Other fish species present in Buck Creek include rainbow trout, which inhabit the lower two miles of stream channel downstream of an old splash dam that prevents upstream migration. Also, Lizard Lakes in the upper end of the drainage supports a self sustaining stocked Yellowstone cutthroat trout population. b. Direct and Indirect Effects
The potential effects of the proposed timber sale are of two types: direct and indirect effects. The direct effects would be those effects, which would result in the direct mortality of fish or destruction of fish habitat, such as a fuel spill from logging equipment traveling to and from the harvest sites. Indirect effects would be effects resulting in changes to fish habitat as a result to changes in the aquatic environment such as the potential for altering the rate in which sediment or woody debris enters the stream channel.
As this proposal contains no riparian timber harvest those habitat attributes related to riparian vegetation need not be analyzed such as; large woody debris recruitment to stream channels, alteration of water temperatures through reduced shading, and changes in streambank stability from near channel activities.

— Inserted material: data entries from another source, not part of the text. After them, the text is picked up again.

//! Tool Routing
//!
//! Each tool the models can call is a route to one downstream service and
//! action. Routes are registered into the `ToolRegistry` as `FunctionTool`s at
//! startup; the services themselves are opaque.

use async_trait::async_trait;
use serde::{Deserialize, Serialize};
use serde_json::{Map, Value};
use std::collections::HashMap;
use std::sync::Arc;
use std::time::Duration;
use tracing::debug;

use suite_gateway_core::{ExecutionContext, ToolContext};
use suite_gateway_llm::types::ParameterSchema;
use suite_gateway_tools::{
    truncate_chars, FunctionTool, ToolError, ToolHandler, ToolOutcome, ToolRegistry,
    ToolRegistryResult,
};

/// Tool name -> downstream service and action.
#[derive(Debug, Clone, PartialEq, Serialize, Deserialize)]
pub struct ToolRoute {
    pub tool: String,
    pub service: String,
    pub action: String,
    pub description: String,
    /// Parameter schema advertised to models. None = no parameters.
    #[serde(default, skip_serializing_if = "Option::is_none")]
    pub parameters: Option<ParameterSchema>,
}

impl ToolRoute {
    pub fn new(
        tool: impl Into<String>,
        service: impl Into<String>,
        action: impl Into<String>,
        description: impl Into<String>,
    ) -> Self {
        Self {
            tool: tool.into(),
            service: service.into(),
            action: action.into(),
            description: description.into(),
            parameters: None,
        }
    }

    pub fn with_parameters(mut self, parameters: ParameterSchema) -> Self {
        self.parameters = Some(parameters);
        self
    }
}

/// Invokes one action on a downstream service.
#[async_trait]
pub trait ServiceRouter: Send + Sync {
    async fn invoke(&self, ctx: &ToolContext, service: &str, action: &str, args: Value) -> ToolOutcome;
}

/// Routes over HTTP: `POST {base_url}/{service}` with `{action, ...args}`.
pub struct HttpServiceRouter {
    client: reqwest::Client,
    base_url: String,
    service_key: Option<String>,
    timeout: Duration,
}

impl HttpServiceRouter {
    pub fn new(
        client: reqwest::Client,
        base_url: impl Into<String>,
        service_key: Option<String>,
        timeout: Duration,
    ) -> Self {
        Self {
            client,
            base_url: base_url.into().trim_end_matches('/').to_string(),
            service_key,
            timeout,
        }
    }
}

/// `{action, ...args}`; non-object arguments travel under `args`.
pub fn service_payload(action: &str, args: Value) -> Value {
    let mut body = Map::new();
    body.insert("action".to_string(), Value::String(action.to_string()));
    match args {
        Value::Object(map) => {
            for (k, v) in map {
                if k != "action" {
                    body.insert(k, v);
                }
            }
        }
        Value::Null => {}
        other => {
            body.insert("args".to_string(), other);
        }
    }
    Value::Object(body)
}

/// Map a service reply to a tool outcome. Services report declared failures
/// as `{"success": false, "error": ..., "learningPoint"?: ...}`.
pub fn interpret_service_reply(service: &str, status: u16, body: &str) -> ToolOutcome {
    let parsed: Value =
        serde_json::from_str(body).unwrap_or_else(|_| Value::String(body.to_string()));

    if !(200..300).contains(&status) {
        let message = parsed
            .get("error")
            .and_then(|e| e.as_str().map(str::to_string).or_else(|| Some(e.to_string())))
            .unwrap_or_else(|| truncate_chars(body, 300));
        return Err(ToolError::Downstream {
            service: service.to_string(),
            message: format!("HTTP {}: {}", status, message),
        });
    }

    if parsed.get("success").and_then(Value::as_bool) == Some(false) {
        let message = parsed
            .get("error")
            .map(|e| e.as_str().map(str::to_string).unwrap_or_else(|| e.to_string()))
            .unwrap_or_else(|| format!("{} reported failure", service));
        let hint = parsed
            .get("learningPoint")
            .or_else(|| parsed.get("learning_point"))
            .and_then(Value::as_str);
        return Err(match hint {
            Some(hint) => ToolError::with_learning_point(message, hint),
            None => ToolError::failed(message),
        });
    }

    Ok(parsed)
}

#[async_trait]
impl ServiceRouter for HttpServiceRouter {
    async fn invoke(&self, ctx: &ToolContext, service: &str, action: &str, args: Value) -> ToolOutcome {
        let url = format!("{}/{}", self.base_url, service);
        debug!(service, action, request_id = ctx.request_id(), "Routing tool call");

        let mut request = self
            .client
            .post(&url)
            .timeout(self.timeout)
            .header("x-executive-name", ctx.identity().executive.as_str())
            .header("x-request-id", ctx.request_id())
            .json(&service_payload(action, args));
        if let Some(key) = &self.service_key {
            request = request.bearer_auth(key);
        }

        let response = request.send().await.map_err(|e| ToolError::Downstream {
            service: service.to_string(),
            message: if e.is_timeout() {
                format!("timed out after {}ms", self.timeout.as_millis())
            } else {
                e.to_string()
            },
        })?;
        let status = response.status().as_u16();
        let body = response.text().await.map_err(|e| ToolError::Downstream {
            service: service.to_string(),
            message: format!("failed to read response: {}", e),
        })?;
        interpret_service_reply(service, status, &body)
    }
}

/// Stand-in when no routing base URL is configured. Every call fails with a
/// downstream error, so the emergency report still renders per-tool sections.
#[derive(Debug, Default, Clone, Copy)]
pub struct UnroutedServices;

#[async_trait]
impl ServiceRouter for UnroutedServices {
    async fn invoke(&self, _ctx: &ToolContext, service: &str, _action: &str, _args: Value) -> ToolOutcome {
        Err(ToolError::Downstream {
            service: service.to_string(),
            message: "services.base_url is not configured".to_string(),
        })
    }
}

fn props(entries: &[(&str, ParameterSchema)]) -> HashMap<String, ParameterSchema> {
    entries
        .iter()
        .map(|(name, schema)| (name.to_string(), schema.clone()))
        .collect()
}

fn required(names: &[&str]) -> Vec<String> {
    names.iter().map(|n| n.to_string()).collect()
}

/// Routes used when the config does not provide a table.
pub fn default_routes() -> Vec<ToolRoute> {
    vec![
        ToolRoute::new(
            "get_mining_stats",
            "mining-proxy",
            "get_stats",
            "Current mining statistics: hashrate, shares, balance due and paid.",
        )
        .with_parameters(ParameterSchema::object(
            None,
            props(&[("period", ParameterSchema::string(Some("Window such as 24h")))]),
            vec![],
        )),
        ToolRoute::new(
            "get_system_status",
            "system-status",
            "check",
            "Health of the suite's services, agents, and infrastructure.",
        ),
        ToolRoute::new(
            "list_agents",
            "agent-manager",
            "list_agents",
            "List autonomous agents and their current status.",
        )
        .with_parameters(ParameterSchema::object(
            None,
            props(&[("status", ParameterSchema::string(Some("active, idle or all")))]),
            vec![],
        )),
        ToolRoute::new(
            "list_tasks",
            "agent-manager",
            "list_tasks",
            "List tasks on the agent task board.",
        )
        .with_parameters(ParameterSchema::object(
            None,
            props(&[
                ("status", ParameterSchema::string(Some("pending, in_progress or completed"))),
                ("limit", ParameterSchema::integer(None)),
            ]),
            vec![],
        )),
        ToolRoute::new(
            "create_task",
            "agent-manager",
            "create_task",
            "Create a task for an agent.",
        )
        .with_parameters(ParameterSchema::object(
            None,
            props(&[
                ("title", ParameterSchema::string(None)),
                ("description", ParameterSchema::string(None)),
                ("priority", ParameterSchema::integer(Some("1-10"))),
                ("assignee", ParameterSchema::string(Some("Agent id"))),
            ]),
            required(&["title", "description"]),
        )),
        ToolRoute::new(
            "assign_task",
            "agent-manager",
            "assign_task",
            "Assign an existing task to an agent.",
        )
        .with_parameters(ParameterSchema::object(
            None,
            props(&[
                ("task_id", ParameterSchema::string(None)),
                ("agent_id", ParameterSchema::string(None)),
            ]),
            required(&["task_id", "agent_id"]),
        )),
        ToolRoute::new(
            "search_knowledge",
            "knowledge-manager",
            "search",
            "Search the suite knowledge base.",
        )
        .with_parameters(ParameterSchema::object(
            None,
            props(&[
                ("query", ParameterSchema::string(None)),
                ("limit", ParameterSchema::integer(None)),
            ]),
            required(&["query"]),
        )),
        ToolRoute::new(
            "send_notification",
            "notification-service",
            "send",
            "Post a message to a team channel.",
        )
        .with_parameters(ParameterSchema::object(
            None,
            props(&[
                ("channel", ParameterSchema::string(None)),
                ("message", ParameterSchema::string(None)),
            ]),
            required(&["channel", "message"]),
        )),
        ToolRoute::new(
            "execute_python",
            "python-executor",
            "execute",
            "Run Python in a sandbox without network access. print() the result.",
        )
        .with_parameters(ParameterSchema::object(
            None,
            props(&[
                ("code", ParameterSchema::string(Some("Python source to run"))),
                ("purpose", ParameterSchema::string(Some("What the code does"))),
            ]),
            required(&["code"]),
        )),
    ]
}

/// Register one `FunctionTool` per route.
pub fn register_routes(
    registry: &mut ToolRegistry,
    routes: &[ToolRoute],
    router: Arc<dyn ServiceRouter>,
) -> ToolRegistryResult<()> {
    for route in routes {
        let service = route.service.clone();
        let action = route.action.clone();
        let router = router.clone();
        let tool = FunctionTool::new(
            route.tool.clone(),
            route.description.clone(),
            route
                .parameters
                .clone()
                .unwrap_or_else(ParameterSchema::empty_object),
            move |ctx, args| {
                let router = router.clone();
                let service = service.clone();
                let action = action.clone();
                Box::pin(async move { router.invoke(&ctx, &service, &action, args).await })
            },
        );
        registry.register(Arc::new(tool) as Arc<dyn ToolHandler>)?;
    }
    Ok(())
}

#[cfg(test)]
mod tests {
    use super::*;
    use std::sync::Mutex;
    use suite_gateway_core::Identity;
    use suite_gateway_tools::ToolRegistryError;

    #[derive(Default)]
    struct Recording {
        calls: Mutex<Vec<(String, String, Value)>>,
    }

    #[async_trait]
    impl ServiceRouter for Recording {
        async fn invoke(&self, _ctx: &ToolContext, service: &str, action: &str, args: Value) -> ToolOutcome {
            self.calls
                .lock()
                .unwrap()
                .push((service.to_string(), action.to_string(), args.clone()));
            Ok(serde_json::json!({"ok": true}))
        }
    }

    #[test]
    fn test_service_payload_merges_args() {
        let body = service_payload("get_stats", serde_json::json!({"period": "24h", "action": "x"}));
        assert_eq!(body, serde_json::json!({"action": "get_stats", "period": "24h"}));
        let body = service_payload("run", serde_json::json!([1, 2]));
        assert_eq!(body["args"], serde_json::json!([1, 2]));
    }

    #[test]
    fn test_interpret_reply() {
        assert_eq!(
            interpret_service_reply("mining-proxy", 200, r#"{"hashrate": 10}"#).unwrap()["hashrate"],
            10
        );
        let err = interpret_service_reply(
            "python-executor",
            200,
            r#"{"success": false, "error": "NameError", "learningPoint": "define x first"}"#,
        )
        .unwrap_err();
        assert_eq!(err.to_string(), "NameError");
        assert_eq!(err.learning_point(), Some("define x first"));

        let err = interpret_service_reply("agent-manager", 503, "unavailable").unwrap_err();
        assert!(err.to_string().contains("HTTP 503"));
        assert_eq!(
            interpret_service_reply("x", 200, "plain text").unwrap(),
            Value::String("plain text".to_string())
        );
    }

    #[test]
    fn test_default_routes_register_cleanly() {
        let mut registry = ToolRegistry::new();
        register_routes(&mut registry, &default_routes(), Arc::new(Recording::default())).unwrap();
        assert!(registry.contains("execute_python"));
        assert!(registry
            .require(["get_mining_stats", "get_system_status", "list_agents", "list_tasks"], "test")
            .is_ok());
    }

    #[test]
    fn test_duplicate_route_rejected() {
        let mut registry = ToolRegistry::new();
        let mut routes = default_routes();
        routes.push(routes[0].clone());
        let err = register_routes(&mut registry, &routes, Arc::new(Recording::default())).unwrap_err();
        assert_eq!(err, ToolRegistryError::DuplicateTool("get_mining_stats".to_string()));
    }

    #[tokio::test]
    async fn test_registered_route_invokes_router() {
        let router = Arc::new(Recording::default());
        let mut registry = ToolRegistry::new();
        register_routes(&mut registry, &default_routes(), router.clone()).unwrap();

        let ctx = ToolContext::new("req-1", Identity::new("cso"), "call_1");
        let tool = registry.get("list_tasks").unwrap();
        tool.invoke(&ctx, serde_json::json!({"status": "pending"})).await.unwrap();

        let calls = router.calls.lock().unwrap();
        assert_eq!(calls[0].0, "agent-manager");
        assert_eq!(calls[0].1, "list_tasks");
        assert_eq!(calls[0].2["status"], "pending");
    }

    #[tokio::test]
    async fn test_unrouted_services_fail_as_downstream() {
        let ctx = ToolContext::new("req-1", Identity::new("cso"), "call_1");
        let err = UnroutedServices
            .invoke(&ctx, "mining-proxy", "get_stats", Value::Null)
            .await
            .unwrap_err();
        assert!(matches!(err, ToolError::Downstream { ref service, .. } if service == "mining-proxy"));
    }
}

Sediment delivery rates to fish bearing streams and the increased risk of a fuel spill in the Gallatin River associated with log hauling intensities was used to determine the potential effects to fisheries. The potential of additional sediment delivery to salmonid spawning and rearing areas is the primary issue of concern relative to effects on fish habitat from this proposal and will be used to make comparisons between the alternatives. Elevated levels of fine sediment (material < 6.3 mm in diameter) have been shown to affect salmonid habitat used for spawning, rearing and overwintering (Chapman and McLeod, 1987). Pollution intolerant macroinvertebrate abundance, survival of embryos to emergence, pool volume, and quantity of overwintering habitat for salmonids are correlated with the level of fine sediment in streams (Chapman and
McLeod, 1987).
2
No
Harvest
No Road
Rehab
2A
No
Harvest includes
Road
Rehab
Existing and potential sediment yields including reductions from road rehabilitation were calculated by the
Gallatin National Forest hydrologist (Story 1999) for all alternatives using a modification of the R1/R4 sediment model (Cline et al. 1981). The effects of additional delivery of fine sediment on fish habitat quality will be dependent on precipitation, streamflow, how quickly exposed soil is stabilized, and how the sediment is delivered to and routed within the stream during harvest activities. The effects of additional sediment delivery from harvest activities on fish spawning and rearing habitat was estimated for all alternatives using a modification of the Fish/Sed model which estimates the change in substrate composition that results from changes in sediment delivery rates (Stowell et al. 1983). This modification more accurately reflects sediment routing relationships of geologies found on the GNF. The coefficient of 0.24 best reflects this relationship from an annual perspective.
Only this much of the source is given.